▸ **Task**: Find the lines in the records below that contain "reqwest", and report each of them.

(Saved entries)

=====

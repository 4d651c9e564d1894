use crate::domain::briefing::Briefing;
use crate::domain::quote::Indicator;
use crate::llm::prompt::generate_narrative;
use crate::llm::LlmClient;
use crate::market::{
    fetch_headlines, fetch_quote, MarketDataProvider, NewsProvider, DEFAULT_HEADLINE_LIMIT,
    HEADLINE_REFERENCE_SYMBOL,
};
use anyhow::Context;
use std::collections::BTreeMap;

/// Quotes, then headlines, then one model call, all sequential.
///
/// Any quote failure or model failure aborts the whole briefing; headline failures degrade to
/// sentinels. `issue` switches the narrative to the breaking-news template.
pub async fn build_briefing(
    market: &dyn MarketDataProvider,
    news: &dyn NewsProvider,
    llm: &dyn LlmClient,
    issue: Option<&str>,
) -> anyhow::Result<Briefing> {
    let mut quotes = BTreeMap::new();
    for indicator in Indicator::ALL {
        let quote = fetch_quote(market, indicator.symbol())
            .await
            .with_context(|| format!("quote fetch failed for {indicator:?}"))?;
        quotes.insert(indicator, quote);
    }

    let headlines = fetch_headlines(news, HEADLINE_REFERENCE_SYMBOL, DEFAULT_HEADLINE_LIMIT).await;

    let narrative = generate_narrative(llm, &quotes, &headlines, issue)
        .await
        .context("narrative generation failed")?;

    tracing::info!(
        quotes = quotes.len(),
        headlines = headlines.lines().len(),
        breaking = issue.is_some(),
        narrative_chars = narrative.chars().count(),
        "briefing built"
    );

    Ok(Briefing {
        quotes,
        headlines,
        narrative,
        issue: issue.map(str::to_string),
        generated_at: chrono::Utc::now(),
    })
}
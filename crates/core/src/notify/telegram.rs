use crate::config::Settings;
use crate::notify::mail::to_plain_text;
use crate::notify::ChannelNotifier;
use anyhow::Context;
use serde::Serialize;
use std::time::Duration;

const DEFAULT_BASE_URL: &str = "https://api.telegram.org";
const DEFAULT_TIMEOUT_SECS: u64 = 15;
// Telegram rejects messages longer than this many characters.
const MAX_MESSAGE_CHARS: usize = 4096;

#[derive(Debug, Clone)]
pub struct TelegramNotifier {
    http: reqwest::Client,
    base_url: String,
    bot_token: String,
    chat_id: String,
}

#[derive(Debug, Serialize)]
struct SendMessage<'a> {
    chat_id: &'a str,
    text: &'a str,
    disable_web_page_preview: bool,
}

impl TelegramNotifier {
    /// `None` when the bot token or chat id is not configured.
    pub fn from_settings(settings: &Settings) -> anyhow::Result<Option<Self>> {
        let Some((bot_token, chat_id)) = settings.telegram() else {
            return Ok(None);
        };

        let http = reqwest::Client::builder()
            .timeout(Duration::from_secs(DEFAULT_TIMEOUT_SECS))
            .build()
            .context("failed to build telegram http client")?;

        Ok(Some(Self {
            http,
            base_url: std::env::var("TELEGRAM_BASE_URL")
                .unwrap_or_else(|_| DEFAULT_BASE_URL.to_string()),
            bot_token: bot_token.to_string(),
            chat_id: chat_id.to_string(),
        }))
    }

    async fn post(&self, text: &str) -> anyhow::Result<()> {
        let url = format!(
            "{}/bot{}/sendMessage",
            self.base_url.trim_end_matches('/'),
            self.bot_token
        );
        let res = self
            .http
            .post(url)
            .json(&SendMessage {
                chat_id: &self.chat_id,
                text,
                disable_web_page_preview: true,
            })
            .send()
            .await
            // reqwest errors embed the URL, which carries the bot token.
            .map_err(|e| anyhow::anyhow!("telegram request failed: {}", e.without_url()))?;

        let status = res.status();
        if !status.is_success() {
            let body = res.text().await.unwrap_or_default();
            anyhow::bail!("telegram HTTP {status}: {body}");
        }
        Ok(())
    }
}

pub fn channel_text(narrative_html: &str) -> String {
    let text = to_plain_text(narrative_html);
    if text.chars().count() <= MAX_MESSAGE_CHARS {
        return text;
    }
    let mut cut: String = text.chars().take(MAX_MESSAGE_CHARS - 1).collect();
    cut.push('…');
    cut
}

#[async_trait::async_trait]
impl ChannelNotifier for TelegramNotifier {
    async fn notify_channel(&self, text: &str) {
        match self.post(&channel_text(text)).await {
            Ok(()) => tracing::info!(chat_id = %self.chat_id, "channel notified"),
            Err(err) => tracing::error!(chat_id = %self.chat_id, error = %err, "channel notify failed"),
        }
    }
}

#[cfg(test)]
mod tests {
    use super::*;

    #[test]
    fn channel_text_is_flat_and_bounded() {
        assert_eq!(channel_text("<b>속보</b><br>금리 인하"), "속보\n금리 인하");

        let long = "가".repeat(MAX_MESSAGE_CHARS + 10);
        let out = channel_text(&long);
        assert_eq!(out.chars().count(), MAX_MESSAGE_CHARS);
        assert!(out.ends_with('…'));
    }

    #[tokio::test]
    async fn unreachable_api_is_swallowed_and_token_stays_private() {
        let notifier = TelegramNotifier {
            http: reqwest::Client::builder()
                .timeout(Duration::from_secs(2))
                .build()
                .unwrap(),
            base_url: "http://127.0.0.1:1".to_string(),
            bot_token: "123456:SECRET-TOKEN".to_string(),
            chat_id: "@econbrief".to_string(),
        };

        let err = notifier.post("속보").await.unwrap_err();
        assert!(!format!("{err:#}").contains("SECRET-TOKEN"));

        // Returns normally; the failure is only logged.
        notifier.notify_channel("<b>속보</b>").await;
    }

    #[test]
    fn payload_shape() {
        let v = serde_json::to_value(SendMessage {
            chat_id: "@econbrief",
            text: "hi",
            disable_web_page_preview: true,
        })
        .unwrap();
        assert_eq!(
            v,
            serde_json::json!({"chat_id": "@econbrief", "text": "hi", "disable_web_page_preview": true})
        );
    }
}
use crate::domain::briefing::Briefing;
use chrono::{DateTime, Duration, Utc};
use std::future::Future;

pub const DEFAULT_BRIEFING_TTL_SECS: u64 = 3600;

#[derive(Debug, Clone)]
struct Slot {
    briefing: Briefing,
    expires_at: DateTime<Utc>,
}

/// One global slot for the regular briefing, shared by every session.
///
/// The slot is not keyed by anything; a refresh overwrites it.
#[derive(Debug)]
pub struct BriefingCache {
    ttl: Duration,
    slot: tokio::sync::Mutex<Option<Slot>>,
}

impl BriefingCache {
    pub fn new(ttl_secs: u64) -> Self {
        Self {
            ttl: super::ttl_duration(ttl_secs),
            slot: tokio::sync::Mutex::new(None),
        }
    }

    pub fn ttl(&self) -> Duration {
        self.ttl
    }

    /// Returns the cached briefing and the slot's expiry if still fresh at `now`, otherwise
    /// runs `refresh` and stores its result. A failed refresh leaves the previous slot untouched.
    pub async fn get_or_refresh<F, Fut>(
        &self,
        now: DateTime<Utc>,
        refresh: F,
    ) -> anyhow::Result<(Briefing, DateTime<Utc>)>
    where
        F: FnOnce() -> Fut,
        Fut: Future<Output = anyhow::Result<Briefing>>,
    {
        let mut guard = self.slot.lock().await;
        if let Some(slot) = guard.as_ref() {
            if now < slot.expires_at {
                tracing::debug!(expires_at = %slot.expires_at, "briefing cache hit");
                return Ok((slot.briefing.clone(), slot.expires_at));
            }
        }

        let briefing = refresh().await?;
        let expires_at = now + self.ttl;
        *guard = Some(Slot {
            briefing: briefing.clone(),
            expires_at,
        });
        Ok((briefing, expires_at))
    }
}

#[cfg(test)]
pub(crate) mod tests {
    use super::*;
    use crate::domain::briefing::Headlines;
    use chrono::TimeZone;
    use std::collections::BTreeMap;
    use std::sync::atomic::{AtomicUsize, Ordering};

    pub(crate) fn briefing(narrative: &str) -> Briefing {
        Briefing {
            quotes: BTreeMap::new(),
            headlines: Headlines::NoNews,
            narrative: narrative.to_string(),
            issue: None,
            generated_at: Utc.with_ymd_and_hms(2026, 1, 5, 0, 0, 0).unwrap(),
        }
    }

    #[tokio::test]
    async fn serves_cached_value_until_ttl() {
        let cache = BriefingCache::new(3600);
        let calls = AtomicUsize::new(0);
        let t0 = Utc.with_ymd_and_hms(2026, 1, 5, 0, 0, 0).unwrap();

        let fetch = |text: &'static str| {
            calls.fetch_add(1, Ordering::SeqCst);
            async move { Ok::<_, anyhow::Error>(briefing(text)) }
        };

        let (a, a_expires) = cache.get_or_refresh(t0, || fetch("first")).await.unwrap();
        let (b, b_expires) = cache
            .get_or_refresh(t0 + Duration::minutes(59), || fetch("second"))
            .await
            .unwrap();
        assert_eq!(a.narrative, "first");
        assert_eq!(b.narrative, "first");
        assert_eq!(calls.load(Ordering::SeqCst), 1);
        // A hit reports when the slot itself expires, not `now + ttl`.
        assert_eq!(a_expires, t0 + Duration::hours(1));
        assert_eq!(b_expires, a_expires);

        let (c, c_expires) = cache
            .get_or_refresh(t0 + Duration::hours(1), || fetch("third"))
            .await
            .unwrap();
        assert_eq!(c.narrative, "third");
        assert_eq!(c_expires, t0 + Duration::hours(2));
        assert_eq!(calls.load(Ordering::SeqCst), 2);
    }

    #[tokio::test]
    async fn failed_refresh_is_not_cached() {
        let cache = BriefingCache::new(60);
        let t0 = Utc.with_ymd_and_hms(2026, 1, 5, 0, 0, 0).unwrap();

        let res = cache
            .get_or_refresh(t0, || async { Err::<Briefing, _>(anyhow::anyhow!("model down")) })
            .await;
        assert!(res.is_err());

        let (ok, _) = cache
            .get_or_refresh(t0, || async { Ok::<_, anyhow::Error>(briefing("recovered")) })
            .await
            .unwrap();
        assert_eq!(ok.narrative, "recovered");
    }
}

=====

▸ **Output for this exercise**:
    http: reqwest::Client,
        let http = reqwest::Client::builder()
            // reqwest errors embed the URL, which carries the bot token.
            http: reqwest::Client::builder()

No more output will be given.